DJ Spoko - War God

Available on: Lit City Trax

Before Spoek Mathambo, Shangaan electro and Die Antwoord blew up, South Africa’s electronic underground enjoyed brief global attention off the back of 2008’s ‘Township Funk’. A lo-fi but compelling shanty house track credited to one DJ Mujava, a producer from the poor rural township of Atteridgeville in west Pretoria, ‘Township Funk’ was snapped up by Warp, who no doubt noted the clear, if coincidental similarities between its raw, rugged electronics and the label’s early bleep’n’bass output – Forgemasters, Sweet Exorcist, et al. But Mujava himself dropped off the map as ‘Township Funk’ blew up, an online rumour mill suggesting, by turns, that he’d died, or got addicted to drugs, or ended up in a mental institution. He never made a proper follow-up (although he did resurface last year in a documentary, Future Sound Of Mzansi, and has since dropped a new Soundcloud track entitled ‘From PTA To Liverpool’).

War God, though, proves that Mujava was not operating in isolation. Also from Atteridgeville, Spoko (real name: Marvin Ramalepe) reportedly mentored Mujava, co-produced ‘Township Funk’, and had learned his trade some years before studying sound engineering under Shangaan Electro godfather Nozinja in nearby Soweto. His sound is in line with the essential hallmarks of ‘Township Funk’ – a minimal march of insistent reggaeton snare, snaking melody lines and pizzicato strings that Spoko himself calls ‘Bacardi house’. Bacardi house, and music like it, is essentially folk music in rural Pretoria, passed around via Bluetooth by taxi drivers and played out in impromptu “shebeen” clubs. It seldom makes its way into metropolitan areas such as Johannesburg, where mainstream house rules the clubs just like it does everywhere else, and where these roughneck, hick sounds would most probably be viewed with distaste, if not outright horror.

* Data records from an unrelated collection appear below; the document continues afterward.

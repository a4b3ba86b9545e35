/// Continuous agent movement against the maze walls.
///
/// Agents live in cell-center coordinates: cell (x, y) is centered at
/// (x as f32, y as f32), walls sit on the half-cell planes at ±0.5.
/// Each call rebuilds transient wall segments from the agent's rounded
/// cell and its 4-neighborhood — the maze is the single source of truth,
/// nothing is cached between calls.
///
/// Resolution is axis-separated: X motion is clamped against vertical
/// wall segments, then Y motion against horizontal ones, so agents slide
/// along walls instead of sticking to them. The guarantee callers rely
/// on: a resolved position never crosses a wall segment of the occupied
/// cell or its neighbors.

use glam::Vec2;

use super::cell::{WALL_DOWN, WALL_LEFT, WALL_RIGHT, WALL_UP};
use super::maze::MazeGraph;

/// Collision radius shared by every maze agent.
pub const OBJECT_RADIUS: f32 = 0.25;

/// A wall segment: a plane at `at` on one axis, spanning
/// [span − 0.5, span + 0.5] on the other.
#[derive(Clone, Copy)]
struct WallSeg {
    at: f32,
    span: f32,
}

pub fn resolve(maze: &MazeGraph, pos: Vec2, vel: Vec2, radius: f32) -> Vec2 {
    let cx = pos.x.round() as i32;
    let cy = pos.y.round() as i32;

    // Vertical wall planes near the agent: scan the agent's column,
    // one row up and one row down.
    let mut v_walls: [Option<WallSeg>; 6] = [None; 6];
    let mut vn = 0;
    for dy in -1..=1 {
        let y = cy + dy;
        if !maze.is_inside(cx, y) {
            continue;
        }
        if maze.is_element(cx, y, WALL_LEFT) {
            v_walls[vn] = Some(WallSeg { at: cx as f32 - 0.5, span: y as f32 });
            vn += 1;
        }
        if maze.is_element(cx, y, WALL_RIGHT) {
            v_walls[vn] = Some(WallSeg { at: cx as f32 + 0.5, span: y as f32 });
            vn += 1;
        }
    }

    // Horizontal wall planes: the agent's row, one column each side.
    let mut h_walls: [Option<WallSeg>; 6] = [None; 6];
    let mut hn = 0;
    for dx in -1..=1 {
        let x = cx + dx;
        if !maze.is_inside(x, cy) {
            continue;
        }
        if maze.is_element(x, cy, WALL_UP) {
            h_walls[hn] = Some(WallSeg { at: cy as f32 - 0.5, span: x as f32 });
            hn += 1;
        }
        if maze.is_element(x, cy, WALL_DOWN) {
            h_walls[hn] = Some(WallSeg { at: cy as f32 + 0.5, span: x as f32 });
            hn += 1;
        }
    }

    // X axis first.
    let mut new_x = pos.x + vel.x;
    for seg in v_walls.iter().flatten() {
        // Skip walls whose span doesn't reach the agent's Y extent.
        if pos.y + radius <= seg.span - 0.5 || pos.y - radius >= seg.span + 0.5 {
            continue;
        }
        if pos.x <= seg.at && new_x > seg.at - radius {
            new_x = seg.at - radius;
        } else if pos.x > seg.at && new_x < seg.at + radius {
            new_x = seg.at + radius;
        }
    }

    // Then Y, against the X we just settled on.
    let mut new_y = pos.y + vel.y;
    for seg in h_walls.iter().flatten() {
        if new_x + radius <= seg.span - 0.5 || new_x - radius >= seg.span + 0.5 {
            continue;
        }
        if pos.y <= seg.at && new_y > seg.at - radius {
            new_y = seg.at - radius;
        } else if pos.y > seg.at && new_y < seg.at + radius {
            new_y = seg.at + radius;
        }
    }

    Vec2::new(new_x, new_y)
}
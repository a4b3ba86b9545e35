/// Entity behaviors: the hero, the prowlers chasing it, and score
/// burst effects. Each is a plain function table over `GameCtx` wired
/// into a particle group by the world.

use glam::{Vec2, Vec3};
use rand::Rng;
use rand_pcg::Pcg32;

use crate::domain::cell::{CellMask, Dir, OCCUPANT, PICKUP, POWERUP, WALL_DOWN, WALL_LEFT, WALL_RIGHT, WALL_UP};
use crate::domain::navigate::{self, OBJECT_RADIUS};
use crate::sim::event::GameEvent;
use crate::sim::particles::{Behavior, ParticleInfo};
use crate::sim::world::GameCtx;

/// Ticks the hero spends visibly dying before the run ends.
const DYING_DELAY: i32 = 20;

pub fn hero() -> Behavior<GameCtx> {
    Behavior {
        init: hero_init,
        update: hero_update,
        hit: hero_hit,
    }
}

pub fn prowler() -> Behavior<GameCtx> {
    Behavior {
        init: prowler_init,
        update: prowler_update,
        hit: prowler_hit,
    }
}

pub fn score_burst() -> Behavior<GameCtx> {
    Behavior {
        init: burst_init,
        update: burst_update,
        hit: no_hit,
    }
}

fn no_hit(_: &mut GameCtx, _: &mut ParticleInfo, _: &mut ParticleInfo) {}

// ── Hero ──

fn hero_init(ctx: &mut GameCtx, p: &mut ParticleInfo) {
    p.position = Vec2::new(
        (ctx.maze.width() / 2) as f32,
        (ctx.maze.height() / 2) as f32,
    );
    p.radius = OBJECT_RADIUS;
    p.damage = 500;
    p.tod = -1;
    ctx.hero.last_pos = p.position;
    p.update_prevs();
}

fn hero_update(ctx: &mut GameCtx, p: &mut ParticleInfo) -> bool {
    if p.tod == 0 {
        return false;
    }

    if ctx.hero.dying {
        ctx.hero.dying_delay -= 1;
        if ctx.hero.dying_delay < 0 {
            ctx.hero.alive = false;
            ctx.hero_dead = true;
            return false;
        }
        return true;
    }
    if !ctx.hero.alive {
        return false;
    }

    p.update_prevs();
    ctx.hero.age_ms = ctx.game_time_ms;
    if ctx.hero.energy > 0 {
        ctx.hero.energy -= 1;
    }

    if ctx.hero.do_trace {
        if ctx.hero.trace_cooldown > 0 {
            ctx.hero.trace_cooldown -= 1;
        } else {
            ctx.hero.trace_cooldown = ctx.speed.trace_move_rate;
            let mut x = p.position.x.round() as i32;
            let mut y = p.position.y.round() as i32;
            trace_step(ctx, &mut x, &mut y);
            p.position = Vec2::new(x as f32, y as f32);
            check_cell(ctx, x, y, p.position);
        }
    } else {
        let speed = ctx.speed.hero_speed;
        for dir in Dir::unpack(ctx.hero.directions) {
            let (dx, dy) = dir.delta();
            let vel = Vec2::new(dx as f32 * speed, dy as f32 * speed);
            p.position = navigate::resolve(&ctx.maze, p.position, vel, p.radius);
        }
        let cx = p.position.x.round() as i32;
        let cy = p.position.y.round() as i32;
        check_cell(ctx, cx, cy, p.position);
    }

    ctx.hero.last_pos = p.position;
    true
}

fn hero_hit(ctx: &mut GameCtx, p: &mut ParticleInfo, _other: &mut ParticleInfo) {
    if !ctx.hero.alive || ctx.hero.dying {
        return;
    }
    if ctx.hero.invincible_until_ms > ctx.hero.age_ms {
        return;
    }

    if ctx.hero.energy <= 0 {
        ctx.hero.dying = true;
        ctx.hero.dying_delay = DYING_DELAY;
        ctx.score.add_to_current(0, ctx.hero.age_ms); // stamp the run length
        ctx.events.push(GameEvent::HeroDied);
        p.damage = 0;
    } else {
        ctx.score.add_to_current(50, ctx.hero.age_ms);
        ctx.events.push(GameEvent::ProwlerEaten);
        ctx.effects.push(burst_at(p.position, "+50"));
    }
}

/// Consume whatever sits on the landed cell and notice level completion.
fn check_cell(ctx: &mut GameCtx, x: i32, y: i32, pos: Vec2) {
    if ctx.maze.is_element(x, y, PICKUP) {
        ctx.maze.clear_pickup(x, y);
        ctx.score.add_to_current(1, ctx.hero.age_ms);
        ctx.events.push(GameEvent::PickupTaken { x, y });
    }

    if ctx.maze.is_element(x, y, POWERUP) {
        ctx.maze.remove_element(x, y, POWERUP);
        ctx.score.add_to_current(100, ctx.hero.age_ms);
        ctx.hero.energy += 120 + 30 * (ctx.skill.index() as i32 + 1);
        ctx.events.push(GameEvent::PowerupTaken { x, y });
        ctx.effects.push(burst_at(pos, "+100"));
    }

    if ctx.maze.pickups_left() == 0 && !ctx.level_done {
        ctx.level_done = true;
        ctx.score.add_to_current(0, ctx.hero.age_ms);
        ctx.events.push(GameEvent::LevelCleared);
    }
}
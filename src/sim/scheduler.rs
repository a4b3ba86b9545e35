/// Fixed-timestep scheduling with catch-up, and the pausable clocks
/// that drive it.
///
/// Two scheduler instances run side by side: one for always-on logic
/// (title screen animation, housekeeping) on the main clock, and one for
/// in-game logic on the game stopwatch. Pausing freezes the stopwatch
/// itself, so the in-game scheduler resumes exactly in phase — no burst
/// of catch-up ticks after a pause.
///
/// Between ticks the renderer asks for the frame fraction: how far
/// wall-clock time has progressed into the next pending step, clamped to
/// [0, 1], used to interpolate entity state.

use std::time::{Duration, Instant};

/// A monotonic clock reporting seconds, excluding paused spans.
pub struct PausableClock {
    origin: Instant,
    paused_at: Option<Instant>,
    paused_total: Duration,
}

impl PausableClock {
    pub fn new() -> Self {
        PausableClock {
            origin: Instant::now(),
            paused_at: None,
            paused_total: Duration::ZERO,
        }
    }

    /// Seconds since reset, with paused time discounted.
    pub fn time(&self) -> f32 {
        let end = self.paused_at.unwrap_or_else(Instant::now);
        (end - self.origin - self.paused_total).as_secs_f32()
    }

    pub fn pause(&mut self) {
        if self.paused_at.is_none() {
            self.paused_at = Some(Instant::now());
        }
    }

    pub fn resume(&mut self) {
        if let Some(t) = self.paused_at.take() {
            self.paused_total += t.elapsed();
        }
    }

    pub fn is_paused(&self) -> bool {
        self.paused_at.is_some()
    }

    pub fn reset(&mut self) {
        self.origin = Instant::now();
        self.paused_at = None;
        self.paused_total = Duration::ZERO;
    }
}

pub struct StepScheduler {
    step_size: f32,
    max_steps: u32,
    start_of_step: f32,
    fraction: f32,
}

impl StepScheduler {
    pub fn new(step_size: f32, max_steps: u32) -> Self {
        StepScheduler {
            step_size,
            max_steps,
            start_of_step: 0.0,
            fraction: 0.0,
        }
    }

    /// Re-anchor to `now`, e.g. when (re)entering the game phase, so the
    /// first frame doesn't try to catch up over idle time.
    pub fn align(&mut self, now: f32) {
        self.start_of_step = now;
        self.fraction = 0.0;
    }

    /// Run as many fixed steps as `now` calls for, capped at `max_steps`
    /// so a long stall (window minimized, debugger) doesn't turn into an
    /// unbounded catch-up burst. Returns the number of ticks performed.
    pub fn advance(&mut self, now: f32, mut tick: impl FnMut()) -> u32 {
        let mut steps = 0;
        while now - self.start_of_step > self.step_size {
            tick();
            self.start_of_step += self.step_size;
            steps += 1;
            if steps > self.max_steps {
                break;
            }
        }
        self.fraction = ((now - self.start_of_step) / self.step_size).clamp(0.0, 1.0);
        steps
    }

    /// Progress into the next pending step, in [0, 1], for interpolated
    /// rendering.
    pub fn fraction(&self) -> f32 {
        self.fraction
    }
}

#[cfg(test)]
mod tests {
    use super::*;

    const STEP: f32 = 1.0 / 30.0;

    #[test]
    fn ticks_accumulate_with_time() {
        let mut s = StepScheduler::new(STEP, 10);
        let mut ticks = 0;
        s.advance(0.0, || ticks += 1);
        assert_eq!(ticks, 0);

        s.advance(STEP * 3.5, || ticks += 1);
        assert_eq!(ticks, 3);
        // Fraction reflects the leftover half step.
        assert!((s.fraction() - 0.5).abs() < 1e-3);
    }

    #[test]
    fn catch_up_is_clamped() {
        let mut s = StepScheduler::new(STEP, 10);
        let mut ticks = 0;
        // A jump of 100 steps performs at most max_steps (+1 for the
        // loop's final check) ticks and clamps the fraction.
        s.advance(STEP * 100.0, || ticks += 1);
        assert!(ticks <= 11, "ran {} ticks", ticks);
        let f = s.fraction();
        assert!((0.0..=1.0).contains(&f), "fraction {}", f);
    }

    #[test]
    fn backlog_drains_across_calls() {
        let mut s = StepScheduler::new(STEP, 10);
        let mut total = 0;
        let mut last = 0;
        // Each call is capped, but repeated calls work the backlog off.
        for _ in 0..20 {
            last = s.advance(STEP * 100.0, || total += 1);
        }
        assert_eq!(last, 0, "backlog not drained");
        assert!((98..=101).contains(&total), "drained {} ticks", total);
        assert!((0.0..=1.0).contains(&s.fraction()));
    }

    #[test]
    fn fraction_stays_in_range() {
        let mut s = StepScheduler::new(STEP, 10);
        for i in 0..200 {
            s.advance(i as f32 * STEP * 0.37, || {});
            let f = s.fraction();
            assert!((0.0..=1.0).contains(&f));
        }
    }

    #[test]
    fn align_resets_phase() {
        let mut s = StepScheduler::new(STEP, 10);
        let mut ticks = 0;
        s.align(5.0);
        s.advance(5.0 + STEP * 1.5, || ticks += 1);
        assert_eq!(ticks, 1);
    }

    #[test]
    fn clock_pause_freezes_time() {
        let mut c = PausableClock::new();
        c.pause();
        let t0 = c.time();
        std::thread::sleep(Duration::from_millis(15));
        let t1 = c.time();
        assert_eq!(t0, t1);
        c.resume();
        assert!(!c.is_paused());
    }

    #[test]
    fn paused_span_is_discounted() {
        let mut c = PausableClock::new();
        std::thread::sleep(Duration::from_millis(5));
        c.pause();
        let frozen = c.time();
        std::thread::sleep(Duration::from_millis(20));
        c.resume();
        // Just after resume, time continues from the frozen reading.
        assert!(c.time() - frozen < 0.010, "paused span leaked into clock");
    }
}
//! Transition collection: flattening the hierarchy into table rows.
//!
//! Every named state gets one row per trigger it reacts to, with
//! transitions inherited from ancestors pre-expanded into the
//! descendant's rows. After this pass the generated dispatcher never
//! has to look at a parent state.
//!
//! Masking compares *mangled* trigger names, matching what the
//! generated event enum can distinguish; the declared event set is
//! checked for mangling collisions up front so masking stays sound.

use std::collections::{HashMap, HashSet};

use crate::error::GenerateError;
use crate::hsm::{Behavior, BehaviorId, Hsm, Vertex, ENTER, EXIT};
use crate::index::{EventId, IndexTables, StateId};
use crate::mangle::NameMangler;

/// One row of the flat transition table.
#[derive(Debug, Clone, Copy, PartialEq, Eq)]
pub struct TransitionEntry {
    pub current: StateId,
    pub trigger: EventId,
    pub next: StateId,
    /// Action slot, `>= 1` for every transition row (0 is reserved for
    /// the no-op case of initial/history paths).
    pub action: u16,
    /// Guard slot, 0 when the behavior has no guard.
    pub guard: u16,
    /// True when the row was inherited from an ancestor.
    pub inherited: bool,
    /// The behavior the row came from; shared across rows when one
    /// behavior lists several triggers or is inherited many times.
    pub behavior: BehaviorId,
}

/// Ordered rows plus the guard/action slot tables they refer to.
#[derive(Debug)]
pub struct TransitionSet {
    pub entries: Vec<TransitionEntry>,
    /// Slot `i + 1` → behavior whose guard text fills that case.
    pub guards: Vec<BehaviorId>,
    /// Slot `i + 1` → behavior whose action text fills that case.
    pub actions: Vec<BehaviorId>,
}

impl TransitionSet {
    /// Rows for one state, table order.
    pub fn rows_for(&self, state: StateId) -> impl Iterator<Item = &TransitionEntry> + '_ {
        self.entries.iter().filter(move |e| e.current == state)
    }
}

/// Guard/action slot assignment, deduplicated by behavior identity.
struct SlotRegistry {
    guards: Vec<BehaviorId>,
    actions: Vec<BehaviorId>,
    by_behavior: Vec<Option<(u16, u16)>>,
}

impl SlotRegistry {
    fn new(behavior_count: usize) -> Self {
        SlotRegistry {
            guards: Vec::new(),
            actions: Vec::new(),
            by_behavior: vec![None; behavior_count],
        }
    }

    /// Ids for a transition behavior, assigned on first encounter.
    ///
    /// A guard slot is only spent when guard text is present; an action
    /// slot is spent unconditionally, empty action text included, so
    /// the table layout stays stable for downstream consumers.
    fn register(&mut self, id: BehaviorId, behavior: &Behavior) -> (u16, u16) {
        if let Some(slots) = self.by_behavior[id.0] {
            return slots;
        }
        let guard = if behavior.has_guard() {
            self.guards.push(id);
            self.guards.len() as u16
        } else {
            0
        };
        self.actions.push(id);
        let action = self.actions.len() as u16;
        self.by_behavior[id.0] = Some((guard, action));
        (guard, action)
    }
}

/// Collect every transition row for the machine.
///
/// # Errors
/// Propagates mangling failures, including collisions between distinct
/// declared events.
pub fn collect<M: NameMangler>(
    hsm: &Hsm,
    index: &IndexTables,
    mangler: &M,
) -> Result<TransitionSet, GenerateError> {
    let event_by_mangled = mangle_event_table(hsm, index, mangler)?;

    let mut slots = SlotRegistry::new(hsm.behavior_count());
    let mut entries = Vec::new();

    for (pos, &vertex) in index.states().iter().enumerate() {
        let current = StateId(pos as u16);
        let mut handled: HashSet<String> = HashSet::new();

        // The state's own transitions, declared order. Duplicate
        // triggers all land in the table; the linear dispatcher picks
        // the first whose guard passes.
        for &bid in hsm.behaviors_of(vertex) {
            let behavior = hsm.behavior(bid);
            if !behavior.is_transition() {
                continue;
            }
            for trigger in &behavior.triggers {
                let Some((mangled, event)) =
                    resolve_trigger(hsm, mangler, &event_by_mangled, trigger)?
                else {
                    continue;
                };
                let Some(next) = behavior.target.and_then(|t| index.state_id(t)) else {
                    log::warn!(
                        "transition on '{}' targets a non-state vertex; row skipped",
                        hsm.vertex_name(vertex)
                    );
                    continue;
                };
                let (guard, action) = slots.register(bid, behavior);
                entries.push(TransitionEntry {
                    current,
                    trigger: event,
                    next,
                    action,
                    guard,
                    inherited: false,
                    behavior: bid,
                });
                handled.insert(mangled);
            }
        }

        // Ancestor walk, strictly bottom-up; the nearest ancestor that
        // declares a trigger wins and masks everything above it.
        let mut ancestor = match hsm.vertex(vertex) {
            Vertex::State(s) => s.parent,
            _ => continue,
        };
        while ancestor != Hsm::ROOT {
            for &bid in hsm.behaviors_of(ancestor) {
                let behavior = hsm.behavior(bid);
                if !behavior.is_transition() {
                    continue;
                }
                for trigger in &behavior.triggers {
                    let Some((mangled, event)) =
                        resolve_trigger(hsm, mangler, &event_by_mangled, trigger)?
                    else {
                        continue;
                    };
                    if handled.contains(&mangled) {
                        continue;
                    }
                    let Some(next) = behavior.target.and_then(|t| index.state_id(t)) else {
                        continue;
                    };
                    let (guard, action) = slots.register(bid, behavior);
                    entries.push(TransitionEntry {
                        current,
                        trigger: event,
                        next,
                        action,
                        guard,
                        inherited: true,
                        behavior: bid,
                    });
                    handled.insert(mangled);
                }
            }
            ancestor = hsm.state(ancestor).parent;
        }
    }

    log::debug!(
        "collected {} transition rows, {} guard slots, {} action slots for '{}'",
        entries.len(),
        slots.guards.len(),
        slots.actions.len(),
        hsm.name()
    );
    Ok(TransitionSet {
        entries,
        guards: slots.guards,
        actions: slots.actions,
    })
}

/// Mangle the declared event set once and verify injectivity.
fn mangle_event_table<M: NameMangler>(
    hsm: &Hsm,
    index: &IndexTables,
    mangler: &M,
) -> Result<HashMap<String, EventId>, GenerateError> {
    let mut by_mangled: HashMap<String, EventId> = HashMap::new();
    for (pos, name) in index.events().iter().enumerate() {
        let mangled = mangler.event_enum_value(hsm.name(), name)?;
        if let Some(&existing) = by_mangled.get(&mangled) {
            return Err(crate::error::MangleError::Collision {
                first: index.events()[existing.0 as usize].clone(),
                second: name.clone(),
                mangled,
            }
            .into());
        }
        by_mangled.insert(mangled, EventId(pos as u16));
    }
    Ok(by_mangled)
}

/// Map a raw trigger name to its event id via the mangled event table.
///
/// Lifecycle triggers are silently skipped (they are never
/// transitions); undeclared triggers are skipped with a warning.
fn resolve_trigger<M: NameMangler>(
    hsm: &Hsm,
    mangler: &M,
    event_by_mangled: &HashMap<String, EventId>,
    trigger: &str,
) -> Result<Option<(String, EventId)>, GenerateError> {
    if trigger == ENTER || trigger == EXIT {
        return Ok(None);
    }
    let mangled = mangler.event_enum_value(hsm.name(), trigger)?;
    match event_by_mangled.get(&mangled) {
        Some(&event) => Ok(Some((mangled, event))),
        None => {
            log::warn!("trigger '{trigger}' is not a declared event; row skipped");
            Ok(None)
        }
    }
}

While informed by kwaito, a sound that’s pretty much synonymous with homegrown pop music in South Africa, Spoko’s music is more raw and minimal than most of the music that goes under that name – in part, you suspect, a matter of sensibility, and in part of necessity. It’s hard to record vocals when you live in a tumbledown shack with basic hardware, cracked software and corrugated iron walls; tricky to sample when you don’t have a reliable internet connection.

Still, War God feels like a curated collection, of sorts. Released on New York’s Lit City Trax, a label run by Future Brown’s J-Cush and boasting forward thinkers like footworker Traxman, Lisbon’s DJ Marfox and London’s Visionist, you sense these 20 tracks are chosen to home in on one aspect of Spoko’s sound. The likes of ‘Trigga Happy’ and ‘Motota Mutapa’, with their relentless rhythm and nagging, circular melodies echo ‘Township Funk’ in their sense of hooky immediacy, crisp simplicity and relative geographic non-specificity. DJ Spoko’s Soundcloud is packed with vocal takes, as was his 2013 EP for True Panther, Ghost Town. Conspicuously, though, there are barely any vocals on War God, which has the effect of stripping the music of any local or political connotations. Shorn of voices musing on folk wisdom or violence in the ghetto, War God instead chooses to present Spoko as production maestro, with a crisp, rhythmic sound that could be worked into a mix alongside house, grime or footwork without scaring the horses.

That said, War God remains distinctive. As its title suggests, Spoko has a taste for rhythms that feel almost martial in their barrelling forward motion. This is balanced, though, by a mournful, soulful quality that echoes the screwface melancholy of early grime: the teardrops of melody that fall throughout ‘More Pain’, the synthesized violins that dance atop the coldly dramatic ‘Angels And Devils’. There’s a nice moment towards the end, meanwhile, in the shape of a DJ Mujava collaboration that, with its punchy snare hits and breathless urgency, might just be an equal to ‘Township Funk’.

Bacardi house, for all its ghetto origins and brute minimalism, feels both accessible and adaptable – unlike, say, the hummingbird-speed dance of Shangaan electro, you could imagine this working on a reasonably open-minded dancefloor without eliciting puzzled glances. Whether it takes off anew, or just remains a local phenomenon, it’s good to hear the ghetto futurists of Atteridgeville, Pretoria enjoying another moment in the sun.